- _WORK TO COMPLETE_
Within the entries underneath, how many lines include the string "DocumentTemplate"? State only the number.

** INPUT follows **

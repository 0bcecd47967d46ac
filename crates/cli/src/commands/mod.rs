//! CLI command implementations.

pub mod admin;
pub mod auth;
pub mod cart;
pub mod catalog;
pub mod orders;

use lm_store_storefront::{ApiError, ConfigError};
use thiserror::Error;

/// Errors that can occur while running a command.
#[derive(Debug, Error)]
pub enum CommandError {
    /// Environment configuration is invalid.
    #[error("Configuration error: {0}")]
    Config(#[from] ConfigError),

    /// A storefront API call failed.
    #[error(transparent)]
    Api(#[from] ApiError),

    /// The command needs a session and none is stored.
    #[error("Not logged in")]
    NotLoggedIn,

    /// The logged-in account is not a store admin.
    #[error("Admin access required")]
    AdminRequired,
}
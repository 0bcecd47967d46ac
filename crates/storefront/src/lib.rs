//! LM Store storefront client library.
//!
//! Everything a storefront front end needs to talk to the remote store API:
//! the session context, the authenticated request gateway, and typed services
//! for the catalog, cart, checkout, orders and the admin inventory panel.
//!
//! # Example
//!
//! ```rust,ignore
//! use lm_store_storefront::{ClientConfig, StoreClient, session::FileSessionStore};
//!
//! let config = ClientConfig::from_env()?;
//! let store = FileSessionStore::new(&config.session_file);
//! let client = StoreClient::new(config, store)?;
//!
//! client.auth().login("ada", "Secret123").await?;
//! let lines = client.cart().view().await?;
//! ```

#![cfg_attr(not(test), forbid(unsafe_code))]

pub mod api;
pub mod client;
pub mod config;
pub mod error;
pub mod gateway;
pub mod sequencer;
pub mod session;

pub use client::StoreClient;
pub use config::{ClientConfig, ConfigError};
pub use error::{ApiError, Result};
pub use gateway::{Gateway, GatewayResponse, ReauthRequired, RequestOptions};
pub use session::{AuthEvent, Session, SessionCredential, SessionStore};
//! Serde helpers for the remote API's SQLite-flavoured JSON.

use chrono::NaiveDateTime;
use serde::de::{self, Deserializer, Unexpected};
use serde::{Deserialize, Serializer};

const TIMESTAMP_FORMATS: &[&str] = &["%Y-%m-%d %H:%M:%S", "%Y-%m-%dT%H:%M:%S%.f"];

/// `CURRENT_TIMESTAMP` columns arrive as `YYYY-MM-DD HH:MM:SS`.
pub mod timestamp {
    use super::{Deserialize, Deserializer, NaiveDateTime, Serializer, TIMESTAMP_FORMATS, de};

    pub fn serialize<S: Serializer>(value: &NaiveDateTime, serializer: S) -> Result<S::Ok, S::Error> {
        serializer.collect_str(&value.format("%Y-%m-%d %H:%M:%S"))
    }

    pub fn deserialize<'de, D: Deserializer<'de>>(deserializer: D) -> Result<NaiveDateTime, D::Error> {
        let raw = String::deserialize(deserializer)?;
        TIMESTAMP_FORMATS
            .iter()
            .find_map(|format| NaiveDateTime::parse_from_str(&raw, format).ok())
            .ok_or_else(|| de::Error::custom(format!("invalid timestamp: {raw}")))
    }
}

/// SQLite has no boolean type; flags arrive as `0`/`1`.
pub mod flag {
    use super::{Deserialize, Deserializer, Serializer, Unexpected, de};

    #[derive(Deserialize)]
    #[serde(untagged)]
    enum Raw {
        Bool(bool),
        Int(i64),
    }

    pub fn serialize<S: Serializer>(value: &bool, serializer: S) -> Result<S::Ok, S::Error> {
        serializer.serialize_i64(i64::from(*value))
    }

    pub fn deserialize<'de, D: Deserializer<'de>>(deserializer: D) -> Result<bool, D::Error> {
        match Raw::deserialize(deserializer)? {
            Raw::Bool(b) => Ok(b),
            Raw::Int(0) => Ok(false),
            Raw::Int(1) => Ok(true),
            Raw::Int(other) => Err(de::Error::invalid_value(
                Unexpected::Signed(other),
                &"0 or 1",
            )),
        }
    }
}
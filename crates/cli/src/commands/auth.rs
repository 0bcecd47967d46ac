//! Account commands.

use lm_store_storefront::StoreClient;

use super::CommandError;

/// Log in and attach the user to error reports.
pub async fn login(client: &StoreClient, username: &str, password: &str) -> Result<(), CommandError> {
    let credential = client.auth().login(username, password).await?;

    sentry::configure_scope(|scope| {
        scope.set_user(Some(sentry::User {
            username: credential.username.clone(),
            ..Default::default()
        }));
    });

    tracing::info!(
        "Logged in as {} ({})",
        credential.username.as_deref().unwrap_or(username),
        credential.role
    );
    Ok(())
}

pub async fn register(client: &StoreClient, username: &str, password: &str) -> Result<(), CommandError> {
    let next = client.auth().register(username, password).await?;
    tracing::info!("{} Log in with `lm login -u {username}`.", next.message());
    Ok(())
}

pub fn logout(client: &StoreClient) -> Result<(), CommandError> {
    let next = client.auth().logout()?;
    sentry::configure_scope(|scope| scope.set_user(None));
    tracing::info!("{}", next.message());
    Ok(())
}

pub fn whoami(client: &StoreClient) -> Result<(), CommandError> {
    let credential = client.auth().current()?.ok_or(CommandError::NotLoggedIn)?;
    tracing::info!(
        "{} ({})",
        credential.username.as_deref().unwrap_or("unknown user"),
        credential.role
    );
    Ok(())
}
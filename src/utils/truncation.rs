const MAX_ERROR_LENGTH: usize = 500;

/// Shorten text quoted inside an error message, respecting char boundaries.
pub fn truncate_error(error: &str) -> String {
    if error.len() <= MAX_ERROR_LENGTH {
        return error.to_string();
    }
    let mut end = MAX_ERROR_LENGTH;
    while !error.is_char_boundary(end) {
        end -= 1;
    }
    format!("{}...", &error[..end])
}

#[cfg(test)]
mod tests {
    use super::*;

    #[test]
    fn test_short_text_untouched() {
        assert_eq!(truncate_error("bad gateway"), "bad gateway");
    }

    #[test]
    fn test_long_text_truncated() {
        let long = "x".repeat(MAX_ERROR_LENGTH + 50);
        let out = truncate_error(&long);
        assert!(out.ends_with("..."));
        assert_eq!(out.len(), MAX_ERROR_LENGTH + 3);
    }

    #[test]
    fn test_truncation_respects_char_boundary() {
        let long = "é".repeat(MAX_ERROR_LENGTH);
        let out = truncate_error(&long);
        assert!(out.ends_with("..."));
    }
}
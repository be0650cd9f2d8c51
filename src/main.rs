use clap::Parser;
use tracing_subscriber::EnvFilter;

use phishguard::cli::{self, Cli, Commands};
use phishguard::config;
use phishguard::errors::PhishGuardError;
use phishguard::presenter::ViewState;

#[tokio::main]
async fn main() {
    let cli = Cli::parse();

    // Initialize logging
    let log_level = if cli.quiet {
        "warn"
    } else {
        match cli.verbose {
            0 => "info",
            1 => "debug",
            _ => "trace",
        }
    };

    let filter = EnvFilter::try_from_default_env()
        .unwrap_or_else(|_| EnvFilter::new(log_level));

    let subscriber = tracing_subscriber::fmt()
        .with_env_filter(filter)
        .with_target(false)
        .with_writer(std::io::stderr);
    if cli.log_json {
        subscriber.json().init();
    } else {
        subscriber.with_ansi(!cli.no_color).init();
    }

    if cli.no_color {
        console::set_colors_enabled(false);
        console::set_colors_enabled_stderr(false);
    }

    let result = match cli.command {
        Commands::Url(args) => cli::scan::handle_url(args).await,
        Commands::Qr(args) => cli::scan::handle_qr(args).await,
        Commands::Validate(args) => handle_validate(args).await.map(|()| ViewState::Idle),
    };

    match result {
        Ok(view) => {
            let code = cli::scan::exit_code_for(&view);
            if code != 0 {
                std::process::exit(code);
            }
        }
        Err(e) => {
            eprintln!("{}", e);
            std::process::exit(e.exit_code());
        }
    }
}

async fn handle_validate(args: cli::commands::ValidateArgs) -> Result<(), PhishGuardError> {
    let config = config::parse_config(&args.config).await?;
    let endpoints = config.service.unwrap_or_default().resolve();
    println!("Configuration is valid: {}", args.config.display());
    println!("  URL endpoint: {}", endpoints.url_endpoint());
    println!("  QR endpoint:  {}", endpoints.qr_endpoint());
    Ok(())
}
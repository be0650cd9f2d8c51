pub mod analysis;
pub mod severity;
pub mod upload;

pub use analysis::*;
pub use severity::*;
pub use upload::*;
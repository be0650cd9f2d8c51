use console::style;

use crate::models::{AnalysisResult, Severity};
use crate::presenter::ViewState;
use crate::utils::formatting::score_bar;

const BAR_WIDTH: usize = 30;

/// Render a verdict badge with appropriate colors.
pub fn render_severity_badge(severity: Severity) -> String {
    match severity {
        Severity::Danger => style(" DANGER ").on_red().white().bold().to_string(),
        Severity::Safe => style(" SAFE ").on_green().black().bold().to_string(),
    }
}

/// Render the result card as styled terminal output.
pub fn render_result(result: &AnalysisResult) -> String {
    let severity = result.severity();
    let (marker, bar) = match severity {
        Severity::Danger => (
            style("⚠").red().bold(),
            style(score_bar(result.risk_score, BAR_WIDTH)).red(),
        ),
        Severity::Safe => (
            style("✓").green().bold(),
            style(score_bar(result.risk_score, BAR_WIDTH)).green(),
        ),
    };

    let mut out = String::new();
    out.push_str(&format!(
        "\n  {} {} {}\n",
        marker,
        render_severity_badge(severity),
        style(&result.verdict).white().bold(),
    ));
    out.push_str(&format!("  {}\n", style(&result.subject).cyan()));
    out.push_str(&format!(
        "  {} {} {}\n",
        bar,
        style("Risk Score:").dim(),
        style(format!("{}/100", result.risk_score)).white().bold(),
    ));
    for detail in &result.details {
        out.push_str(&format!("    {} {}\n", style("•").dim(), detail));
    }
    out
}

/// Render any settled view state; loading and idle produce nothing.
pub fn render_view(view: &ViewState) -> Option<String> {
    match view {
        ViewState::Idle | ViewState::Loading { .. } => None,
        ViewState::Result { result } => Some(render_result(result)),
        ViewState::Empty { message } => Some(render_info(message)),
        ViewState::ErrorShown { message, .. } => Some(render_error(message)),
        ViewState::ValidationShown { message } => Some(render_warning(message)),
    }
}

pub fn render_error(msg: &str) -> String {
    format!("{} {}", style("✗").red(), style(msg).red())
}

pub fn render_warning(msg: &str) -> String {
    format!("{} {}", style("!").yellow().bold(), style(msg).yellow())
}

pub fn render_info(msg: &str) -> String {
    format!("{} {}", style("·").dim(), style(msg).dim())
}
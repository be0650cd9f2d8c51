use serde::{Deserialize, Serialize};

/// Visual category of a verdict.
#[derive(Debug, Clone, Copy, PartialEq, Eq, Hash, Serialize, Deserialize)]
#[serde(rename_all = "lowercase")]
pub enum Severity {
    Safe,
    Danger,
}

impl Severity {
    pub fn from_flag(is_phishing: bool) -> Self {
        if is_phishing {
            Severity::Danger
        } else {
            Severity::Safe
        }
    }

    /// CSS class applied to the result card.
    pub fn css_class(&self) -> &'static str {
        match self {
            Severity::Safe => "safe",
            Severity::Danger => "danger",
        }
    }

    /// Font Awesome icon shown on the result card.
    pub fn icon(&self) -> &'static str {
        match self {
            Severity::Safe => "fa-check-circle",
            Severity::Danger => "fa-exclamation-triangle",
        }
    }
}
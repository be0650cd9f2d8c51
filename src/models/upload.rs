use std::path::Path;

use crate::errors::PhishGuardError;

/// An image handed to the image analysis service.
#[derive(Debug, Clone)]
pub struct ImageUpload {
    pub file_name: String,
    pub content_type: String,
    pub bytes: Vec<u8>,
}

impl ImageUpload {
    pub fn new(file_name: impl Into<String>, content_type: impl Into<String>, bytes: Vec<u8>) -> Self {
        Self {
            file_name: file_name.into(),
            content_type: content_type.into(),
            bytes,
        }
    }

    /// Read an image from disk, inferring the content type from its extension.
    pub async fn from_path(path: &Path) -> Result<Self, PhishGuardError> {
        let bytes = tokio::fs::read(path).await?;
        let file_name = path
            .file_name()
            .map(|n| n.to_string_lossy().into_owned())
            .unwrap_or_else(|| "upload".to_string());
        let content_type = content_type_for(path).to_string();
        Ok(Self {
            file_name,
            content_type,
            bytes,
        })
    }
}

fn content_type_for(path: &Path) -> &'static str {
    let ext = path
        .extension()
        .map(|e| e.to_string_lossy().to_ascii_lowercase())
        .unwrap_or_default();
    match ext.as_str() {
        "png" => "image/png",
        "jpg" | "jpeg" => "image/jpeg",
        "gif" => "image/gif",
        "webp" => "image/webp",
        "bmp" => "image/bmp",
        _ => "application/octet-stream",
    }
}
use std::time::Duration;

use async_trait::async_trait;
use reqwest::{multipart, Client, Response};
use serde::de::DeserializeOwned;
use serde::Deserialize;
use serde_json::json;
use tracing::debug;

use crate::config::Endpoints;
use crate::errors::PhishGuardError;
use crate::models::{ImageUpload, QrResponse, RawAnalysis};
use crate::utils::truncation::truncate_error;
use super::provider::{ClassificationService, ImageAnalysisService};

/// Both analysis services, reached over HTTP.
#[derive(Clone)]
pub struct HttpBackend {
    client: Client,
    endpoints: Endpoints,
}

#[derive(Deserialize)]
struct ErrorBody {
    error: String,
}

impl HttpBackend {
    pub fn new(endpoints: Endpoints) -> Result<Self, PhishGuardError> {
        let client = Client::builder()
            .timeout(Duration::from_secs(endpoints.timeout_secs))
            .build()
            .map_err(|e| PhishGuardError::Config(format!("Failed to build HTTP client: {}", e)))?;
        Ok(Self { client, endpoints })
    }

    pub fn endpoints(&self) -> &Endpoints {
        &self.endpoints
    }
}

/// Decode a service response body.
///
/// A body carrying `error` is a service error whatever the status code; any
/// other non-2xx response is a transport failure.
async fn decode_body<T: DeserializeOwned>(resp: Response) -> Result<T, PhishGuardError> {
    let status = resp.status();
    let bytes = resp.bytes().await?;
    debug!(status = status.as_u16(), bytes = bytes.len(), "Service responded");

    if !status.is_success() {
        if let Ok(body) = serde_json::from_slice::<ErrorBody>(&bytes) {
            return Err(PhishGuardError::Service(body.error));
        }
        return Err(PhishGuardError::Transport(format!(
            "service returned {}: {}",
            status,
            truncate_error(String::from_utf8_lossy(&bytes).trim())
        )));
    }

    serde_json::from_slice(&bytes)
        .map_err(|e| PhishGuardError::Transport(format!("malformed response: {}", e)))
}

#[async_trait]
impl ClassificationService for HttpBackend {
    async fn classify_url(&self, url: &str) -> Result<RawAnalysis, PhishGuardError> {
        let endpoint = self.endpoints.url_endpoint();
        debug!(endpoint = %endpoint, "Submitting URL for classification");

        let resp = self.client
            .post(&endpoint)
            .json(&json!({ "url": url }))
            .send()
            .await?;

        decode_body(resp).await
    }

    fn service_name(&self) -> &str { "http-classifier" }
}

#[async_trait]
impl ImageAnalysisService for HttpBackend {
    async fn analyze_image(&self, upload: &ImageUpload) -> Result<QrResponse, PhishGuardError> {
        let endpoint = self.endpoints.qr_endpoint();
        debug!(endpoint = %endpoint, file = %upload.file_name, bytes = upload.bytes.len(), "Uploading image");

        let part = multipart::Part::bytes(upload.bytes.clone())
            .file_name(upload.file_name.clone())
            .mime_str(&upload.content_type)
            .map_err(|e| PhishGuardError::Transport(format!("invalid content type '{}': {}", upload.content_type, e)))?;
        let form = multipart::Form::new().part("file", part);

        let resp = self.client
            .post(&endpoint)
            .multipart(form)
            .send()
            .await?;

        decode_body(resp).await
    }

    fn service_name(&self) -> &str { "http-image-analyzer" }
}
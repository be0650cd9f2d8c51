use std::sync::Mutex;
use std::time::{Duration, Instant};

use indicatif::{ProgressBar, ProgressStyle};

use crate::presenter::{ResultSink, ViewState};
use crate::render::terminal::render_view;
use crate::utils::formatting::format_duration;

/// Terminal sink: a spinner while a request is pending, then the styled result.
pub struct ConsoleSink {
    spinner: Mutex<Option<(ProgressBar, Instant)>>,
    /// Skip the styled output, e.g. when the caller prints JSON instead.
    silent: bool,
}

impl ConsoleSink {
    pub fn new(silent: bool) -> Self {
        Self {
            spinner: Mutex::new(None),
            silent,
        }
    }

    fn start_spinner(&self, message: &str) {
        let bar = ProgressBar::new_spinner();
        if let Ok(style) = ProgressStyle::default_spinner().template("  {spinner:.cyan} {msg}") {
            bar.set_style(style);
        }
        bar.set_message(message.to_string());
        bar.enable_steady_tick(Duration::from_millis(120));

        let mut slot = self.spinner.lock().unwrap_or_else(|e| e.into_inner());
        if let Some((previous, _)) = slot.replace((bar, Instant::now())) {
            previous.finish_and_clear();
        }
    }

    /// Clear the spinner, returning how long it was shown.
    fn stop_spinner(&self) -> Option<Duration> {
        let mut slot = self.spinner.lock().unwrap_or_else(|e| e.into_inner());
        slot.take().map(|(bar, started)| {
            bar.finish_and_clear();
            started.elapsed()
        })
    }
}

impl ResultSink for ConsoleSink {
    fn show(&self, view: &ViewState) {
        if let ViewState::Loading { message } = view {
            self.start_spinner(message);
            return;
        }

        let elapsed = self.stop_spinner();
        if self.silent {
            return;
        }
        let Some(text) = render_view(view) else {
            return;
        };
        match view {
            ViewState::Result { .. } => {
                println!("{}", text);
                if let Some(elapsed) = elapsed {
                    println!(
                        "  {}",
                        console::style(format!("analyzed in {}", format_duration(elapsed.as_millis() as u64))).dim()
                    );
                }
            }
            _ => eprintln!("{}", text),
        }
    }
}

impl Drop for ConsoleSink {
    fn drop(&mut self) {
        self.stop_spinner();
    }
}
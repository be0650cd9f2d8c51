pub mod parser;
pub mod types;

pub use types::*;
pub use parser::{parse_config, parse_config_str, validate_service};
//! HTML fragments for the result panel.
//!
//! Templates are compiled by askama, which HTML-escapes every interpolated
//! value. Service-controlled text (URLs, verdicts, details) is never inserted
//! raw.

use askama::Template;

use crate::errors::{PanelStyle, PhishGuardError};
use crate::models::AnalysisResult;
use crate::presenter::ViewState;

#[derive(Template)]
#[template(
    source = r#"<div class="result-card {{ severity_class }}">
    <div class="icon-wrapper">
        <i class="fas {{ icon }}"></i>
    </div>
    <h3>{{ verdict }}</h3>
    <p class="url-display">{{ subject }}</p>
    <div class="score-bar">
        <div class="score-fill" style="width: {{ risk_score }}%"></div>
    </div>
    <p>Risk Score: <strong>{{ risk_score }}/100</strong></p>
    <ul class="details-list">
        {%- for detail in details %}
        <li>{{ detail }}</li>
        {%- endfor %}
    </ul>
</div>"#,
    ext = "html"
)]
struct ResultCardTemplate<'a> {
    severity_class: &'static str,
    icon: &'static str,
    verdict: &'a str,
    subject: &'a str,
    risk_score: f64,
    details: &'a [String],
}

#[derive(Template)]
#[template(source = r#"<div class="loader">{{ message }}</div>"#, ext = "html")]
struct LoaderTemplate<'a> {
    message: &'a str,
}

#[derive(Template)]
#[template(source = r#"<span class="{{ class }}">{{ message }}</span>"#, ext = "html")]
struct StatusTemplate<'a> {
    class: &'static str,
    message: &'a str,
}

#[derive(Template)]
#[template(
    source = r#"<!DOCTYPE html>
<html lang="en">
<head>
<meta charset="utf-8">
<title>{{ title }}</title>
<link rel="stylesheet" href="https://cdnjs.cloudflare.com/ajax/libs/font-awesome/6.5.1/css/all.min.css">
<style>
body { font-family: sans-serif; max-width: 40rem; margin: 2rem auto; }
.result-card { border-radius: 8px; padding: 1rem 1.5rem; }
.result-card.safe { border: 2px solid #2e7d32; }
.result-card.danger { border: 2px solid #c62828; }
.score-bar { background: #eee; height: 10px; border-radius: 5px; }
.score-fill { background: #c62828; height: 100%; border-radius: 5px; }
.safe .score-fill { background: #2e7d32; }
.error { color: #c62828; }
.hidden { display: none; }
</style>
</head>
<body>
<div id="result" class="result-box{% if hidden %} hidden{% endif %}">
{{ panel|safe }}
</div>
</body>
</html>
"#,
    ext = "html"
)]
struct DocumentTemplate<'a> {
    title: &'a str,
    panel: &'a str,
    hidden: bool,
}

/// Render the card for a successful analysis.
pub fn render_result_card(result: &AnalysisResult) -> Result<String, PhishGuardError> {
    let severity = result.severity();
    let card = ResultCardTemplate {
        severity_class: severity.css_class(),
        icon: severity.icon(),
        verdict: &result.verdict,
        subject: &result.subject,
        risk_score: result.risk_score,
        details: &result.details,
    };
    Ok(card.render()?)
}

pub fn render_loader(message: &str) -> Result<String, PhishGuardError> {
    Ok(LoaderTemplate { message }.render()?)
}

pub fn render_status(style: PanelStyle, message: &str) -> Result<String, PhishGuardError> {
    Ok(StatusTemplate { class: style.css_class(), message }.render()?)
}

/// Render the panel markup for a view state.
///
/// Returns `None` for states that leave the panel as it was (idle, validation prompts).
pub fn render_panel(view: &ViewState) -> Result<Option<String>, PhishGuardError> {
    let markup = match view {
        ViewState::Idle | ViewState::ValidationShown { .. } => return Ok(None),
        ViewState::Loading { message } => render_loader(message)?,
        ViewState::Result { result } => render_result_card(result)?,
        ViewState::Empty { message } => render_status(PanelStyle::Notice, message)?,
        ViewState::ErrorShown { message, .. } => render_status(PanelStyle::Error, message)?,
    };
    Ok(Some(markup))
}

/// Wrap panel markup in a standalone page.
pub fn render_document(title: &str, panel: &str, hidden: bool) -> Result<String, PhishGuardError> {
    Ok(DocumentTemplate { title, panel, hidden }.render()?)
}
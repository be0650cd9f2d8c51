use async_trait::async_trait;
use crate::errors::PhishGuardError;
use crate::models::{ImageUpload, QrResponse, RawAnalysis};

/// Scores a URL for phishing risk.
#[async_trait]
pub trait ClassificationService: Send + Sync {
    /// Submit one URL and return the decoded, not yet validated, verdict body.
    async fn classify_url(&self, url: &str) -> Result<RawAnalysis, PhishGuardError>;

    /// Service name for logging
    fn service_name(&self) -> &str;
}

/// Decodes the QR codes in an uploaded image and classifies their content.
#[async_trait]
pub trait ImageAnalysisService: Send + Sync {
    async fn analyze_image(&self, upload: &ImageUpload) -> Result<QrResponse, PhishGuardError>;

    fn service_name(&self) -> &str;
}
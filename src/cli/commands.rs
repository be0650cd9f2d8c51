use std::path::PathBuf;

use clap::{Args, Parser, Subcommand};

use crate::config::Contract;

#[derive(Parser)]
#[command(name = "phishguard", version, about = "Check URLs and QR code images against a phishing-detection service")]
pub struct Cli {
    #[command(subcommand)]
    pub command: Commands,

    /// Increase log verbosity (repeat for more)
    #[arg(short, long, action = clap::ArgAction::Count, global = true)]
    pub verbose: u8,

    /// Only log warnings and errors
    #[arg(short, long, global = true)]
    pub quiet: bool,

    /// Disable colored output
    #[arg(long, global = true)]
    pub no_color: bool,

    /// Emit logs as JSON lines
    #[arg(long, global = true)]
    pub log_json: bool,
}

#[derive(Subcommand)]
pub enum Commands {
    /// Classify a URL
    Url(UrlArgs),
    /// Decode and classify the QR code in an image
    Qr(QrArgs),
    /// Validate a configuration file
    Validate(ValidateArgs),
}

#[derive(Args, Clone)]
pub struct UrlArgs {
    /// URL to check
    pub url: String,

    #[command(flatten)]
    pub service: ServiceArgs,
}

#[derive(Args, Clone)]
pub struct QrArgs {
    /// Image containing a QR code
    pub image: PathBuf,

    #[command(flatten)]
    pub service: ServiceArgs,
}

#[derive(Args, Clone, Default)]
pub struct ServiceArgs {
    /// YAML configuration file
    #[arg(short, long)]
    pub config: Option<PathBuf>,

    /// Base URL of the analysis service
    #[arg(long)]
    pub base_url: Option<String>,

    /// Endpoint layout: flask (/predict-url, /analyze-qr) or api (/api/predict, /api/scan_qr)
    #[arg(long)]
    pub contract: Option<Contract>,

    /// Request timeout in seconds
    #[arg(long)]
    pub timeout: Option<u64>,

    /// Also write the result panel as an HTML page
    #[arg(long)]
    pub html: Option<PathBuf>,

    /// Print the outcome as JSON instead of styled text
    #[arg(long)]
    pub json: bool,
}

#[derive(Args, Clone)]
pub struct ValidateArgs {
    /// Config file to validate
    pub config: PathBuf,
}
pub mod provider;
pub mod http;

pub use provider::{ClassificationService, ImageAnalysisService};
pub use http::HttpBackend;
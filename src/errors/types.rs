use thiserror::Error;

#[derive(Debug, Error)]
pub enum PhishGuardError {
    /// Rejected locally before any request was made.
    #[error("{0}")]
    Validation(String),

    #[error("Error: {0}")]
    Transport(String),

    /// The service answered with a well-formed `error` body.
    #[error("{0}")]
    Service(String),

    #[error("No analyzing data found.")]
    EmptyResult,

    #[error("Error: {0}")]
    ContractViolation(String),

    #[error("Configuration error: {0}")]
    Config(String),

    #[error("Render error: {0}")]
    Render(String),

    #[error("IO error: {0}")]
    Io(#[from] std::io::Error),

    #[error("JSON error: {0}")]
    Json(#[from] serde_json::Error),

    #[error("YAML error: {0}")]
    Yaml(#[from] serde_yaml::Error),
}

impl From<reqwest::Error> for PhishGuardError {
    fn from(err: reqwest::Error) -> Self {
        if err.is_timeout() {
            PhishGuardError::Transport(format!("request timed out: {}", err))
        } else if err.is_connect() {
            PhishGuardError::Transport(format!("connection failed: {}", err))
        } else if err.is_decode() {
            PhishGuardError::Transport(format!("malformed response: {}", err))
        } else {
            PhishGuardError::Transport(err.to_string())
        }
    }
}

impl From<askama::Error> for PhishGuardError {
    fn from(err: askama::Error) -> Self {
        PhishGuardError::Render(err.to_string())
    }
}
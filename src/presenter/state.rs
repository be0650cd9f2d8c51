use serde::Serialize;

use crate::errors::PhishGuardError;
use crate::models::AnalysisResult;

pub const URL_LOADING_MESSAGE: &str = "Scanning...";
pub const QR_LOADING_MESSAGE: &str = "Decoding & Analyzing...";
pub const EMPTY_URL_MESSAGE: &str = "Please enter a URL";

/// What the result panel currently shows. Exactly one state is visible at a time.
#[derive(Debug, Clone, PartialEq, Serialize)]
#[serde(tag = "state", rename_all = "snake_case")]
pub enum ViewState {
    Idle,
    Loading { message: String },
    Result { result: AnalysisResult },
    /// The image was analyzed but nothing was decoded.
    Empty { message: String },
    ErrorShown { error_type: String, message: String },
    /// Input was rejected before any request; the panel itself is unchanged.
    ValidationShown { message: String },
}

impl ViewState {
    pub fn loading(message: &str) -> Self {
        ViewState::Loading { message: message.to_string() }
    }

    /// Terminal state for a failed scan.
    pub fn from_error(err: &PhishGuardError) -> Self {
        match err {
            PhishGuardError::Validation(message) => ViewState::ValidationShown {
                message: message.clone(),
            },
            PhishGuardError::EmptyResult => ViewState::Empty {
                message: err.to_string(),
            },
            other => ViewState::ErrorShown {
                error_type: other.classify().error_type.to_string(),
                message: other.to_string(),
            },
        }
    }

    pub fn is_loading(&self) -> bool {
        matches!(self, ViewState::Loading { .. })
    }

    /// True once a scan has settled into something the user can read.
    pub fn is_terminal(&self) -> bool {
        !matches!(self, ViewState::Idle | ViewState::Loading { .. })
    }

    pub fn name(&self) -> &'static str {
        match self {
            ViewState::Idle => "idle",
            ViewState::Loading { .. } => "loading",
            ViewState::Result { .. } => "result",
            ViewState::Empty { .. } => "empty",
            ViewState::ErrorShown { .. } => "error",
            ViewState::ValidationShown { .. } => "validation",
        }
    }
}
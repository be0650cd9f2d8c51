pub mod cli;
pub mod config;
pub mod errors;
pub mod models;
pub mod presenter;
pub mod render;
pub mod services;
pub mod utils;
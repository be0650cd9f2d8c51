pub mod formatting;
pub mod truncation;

** End of INPUT **

- _EXERCISE OUTPUT_
2